Il y a quelque chose de paradoxal à vouloir étudier la prostitution dans un pays où elle est autorisée, mais les clients pénalisés. En effet, celui qui achète des services sexuels est passible de six mois de prison et d’une amende indexée sur son salaire. On se dit alors que les jeux sont biaisés d’avance. Mais ce qui étonne plus encore, c’est la conclusion que tire l’Association suédoise pour l’éducation sexuelle, pour qui les jeunes homosexuels assumeraient mieux leurs inclinaisons s’il y a un échange tarifé avec un client.
Voilà qui soulève un certain nombre de questions. Sous-entend-on que les femmes obéissent plus volontiers aux lois que les hommes, et cessent de se prostituer dès lors que la loi pénalise leurs clients ? La réponse est non, mais on passe sous silence le fait que les prostituées ont migré sur des sites Internet, et que si on ne les voit plus sur les trottoirs, elles continuent d’exercer leur profession dans des salons de massages, clubs et autres lieux habituels aux péripatéticiennes.
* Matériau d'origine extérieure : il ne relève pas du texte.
use axum::{extract::rejection::JsonRejection, extract::State, Json};
use quill_core::{
    Character, FacadeLogSink, GenerationError, GenerationErrorKind, GenerationRequest,
    LanguageModel, Story, StoryAdvisor, Suggestion,
};
use serde::{Deserialize, Serialize};

use crate::error::ServiceError;
use crate::state::{AppState, LOG_TARGET};

#[derive(Debug, Deserialize)]
#[serde(rename_all = "camelCase")]
pub struct StoryRequest {
    #[serde(default)]
    pub story_data: Story,
}

#[derive(Debug, Deserialize)]
#[serde(rename_all = "camelCase")]
pub struct CharacterRequest {
    #[serde(default)]
    pub story_data: Story,
    #[serde(default)]
    pub character_count: Option<usize>,
}

#[derive(Debug, Serialize)]
#[serde(rename_all = "camelCase")]
pub struct OutlineResponse {
    pub enhanced_outline: String,
    #[serde(skip_serializing_if = "std::ops::Not::not")]
    pub fallback: bool,
    #[serde(skip_serializing_if = "Option::is_none")]
    pub message: Option<String>,
}

#[derive(Debug, Serialize)]
pub struct CharactersResponse {
    pub characters: Vec<Character>,
    #[serde(skip_serializing_if = "std::ops::Not::not")]
    pub fallback: bool,
    #[serde(skip_serializing_if = "Option::is_none")]
    pub message: Option<String>,
}

#[derive(Debug, Serialize)]
pub struct FontsResponse {
    pub recommendations: Vec<String>,
    #[serde(skip_serializing_if = "std::ops::Not::not")]
    pub fallback: bool,
    #[serde(skip_serializing_if = "Option::is_none")]
    pub message: Option<String>,
}

/// Stands in for a model whose call could not complete.
struct Unavailable(GenerationError);

impl LanguageModel for Unavailable {
    fn generate(&self, _request: &GenerationRequest<'_>) -> Result<String, GenerationError> {
        Err(self.0.clone())
    }
}

/// Runs a suggestion flow on the blocking pool. Suggestion endpoints never
/// fail: a missing key, an unreadable body, a timeout or a crashed task all
/// end in the flow's fallback payload.
async fn advise<T, F>(
    state: &AppState,
    payload: Result<Story, ServiceError>,
    flow: F,
) -> Suggestion<T>
where
    T: Send + 'static,
    F: Fn(&StoryAdvisor<'_>, Option<&dyn LanguageModel>, &Story) -> Suggestion<T>
        + Clone
        + Send
        + 'static,
{
    let story = match payload {
        Ok(story) => story,
        Err(err) => {
            log::warn!(target: LOG_TARGET, "unreadable suggestion request: {err}");
            Story::default()
        }
    };

    let job_story = story.clone();
    let job_flow = flow.clone();
    let outcome = state
        .generate(move |model, prompts, sink| {
            let advisor = StoryAdvisor::new(prompts, sink);
            job_flow(&advisor, model.ok(), &job_story)
        })
        .await;

    match outcome {
        Ok(suggestion) => suggestion,
        Err(err) => {
            let cause = match err {
                ServiceError::Generation(err) => err,
                other => GenerationError::new(GenerationErrorKind::Other, other.to_string()),
            };
            let unavailable = Unavailable(cause);
            let sink = FacadeLogSink::new(LOG_TARGET);
            let advisor = StoryAdvisor::new(&state.prompts, &sink);
            flow(&advisor, Some(&unavailable as &dyn LanguageModel), &story)
        }
    }
}

pub async fn enhance_story_outline(
    State(state): State<AppState>,
    payload: Result<Json<StoryRequest>, JsonRejection>,
) -> Json<OutlineResponse> {
    let story = payload.map(|Json(req)| req.story_data).map_err(ServiceError::from);
    let suggestion = advise(&state, story, |advisor, model, story| {
        advisor.enhance_outline(model, story)
    })
    .await;

    Json(OutlineResponse {
        enhanced_outline: suggestion.value,
        fallback: suggestion.fallback,
        message: suggestion.message,
    })
}

pub async fn generate_character_suggestions(
    State(state): State<AppState>,
    payload: Result<Json<CharacterRequest>, JsonRejection>,
) -> Json<CharactersResponse> {
    let (story, count) = match payload {
        Ok(Json(req)) => (Ok(req.story_data), req.character_count),
        Err(rejection) => (Err(ServiceError::from(rejection)), None),
    };
    let suggestion = advise(&state, story, move |advisor, model, story| {
        advisor.suggest_characters(model, story, count)
    })
    .await;

    Json(CharactersResponse {
        characters: suggestion.value,
        fallback: suggestion.fallback,
        message: suggestion.message,
    })
}

pub async fn generate_font_recommendations(
    State(state): State<AppState>,
    payload: Result<Json<StoryRequest>, JsonRejection>,
) -> Json<FontsResponse> {
    let story = payload.map(|Json(req)| req.story_data).map_err(ServiceError::from);
    let suggestion = advise(&state, story, |advisor, model, story| {
        advisor.recommend_fonts(model, story)
    })
    .await;

    Json(FontsResponse {
        recommendations: suggestion.value,
        fallback: suggestion.fallback,
        message: suggestion.message,
    })
}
Est-ce que l’on sous-entend que les hommes ne peuvent accepter leur homosexualité que s’ils ont une bonne excuse (des besoins financiers) ? Et pourquoi se réjouit-on d’une baisse sensible des chiffres (la prostitution aurait diminuée de moitié depuis la loi) : peut-on à la fois avoir une loi si punitive et savoir précisément à quel point elle serait efficace ?
Enfin, si le client est passible de peine de prison, il est nécessairement très précautionneux. Comment alors peut-on savoir qu’il est exclusivement masculin ? N’envisage-t-on jamais que la femme émancipée ait des besoins sexuels qui, comme ceux des hommes, peuvent être assouvis en utilisant les services d’un prostitué ?
Les femmes sont aujourd’hui nombreuses à vivre sans conjoint - qu’elles aient ou non des enfants – à être économiquement affranchies des hommes, et ont fort logiquement des besoins sexuels au même titre que ces derniers. On est en droit de s’étonner que seuls les pays émergents offrent aux femmes un accès à la prostitution en tant que clientes (en Russie notamment). D’ailleurs, une étude française menée en 2004 par le Mouvement du Nid montrait un pourcentage, certes faible, de femmes clientes de prostitués.
Enfin, il est troublant de noter que quand les femmes se prostituent elles sont considérées comme des victimes, tandis que les hommes auraient comme unique faiblesse une incapacité à assumer leur homosexualité. Je voudrais croire, moi, que les hommes commencent à être prêts, ici et là, à rendre aux femmes des services qu'elles leur rendent depuis la nuit des temps, signe d’un pas de plus vers une parité bien normale.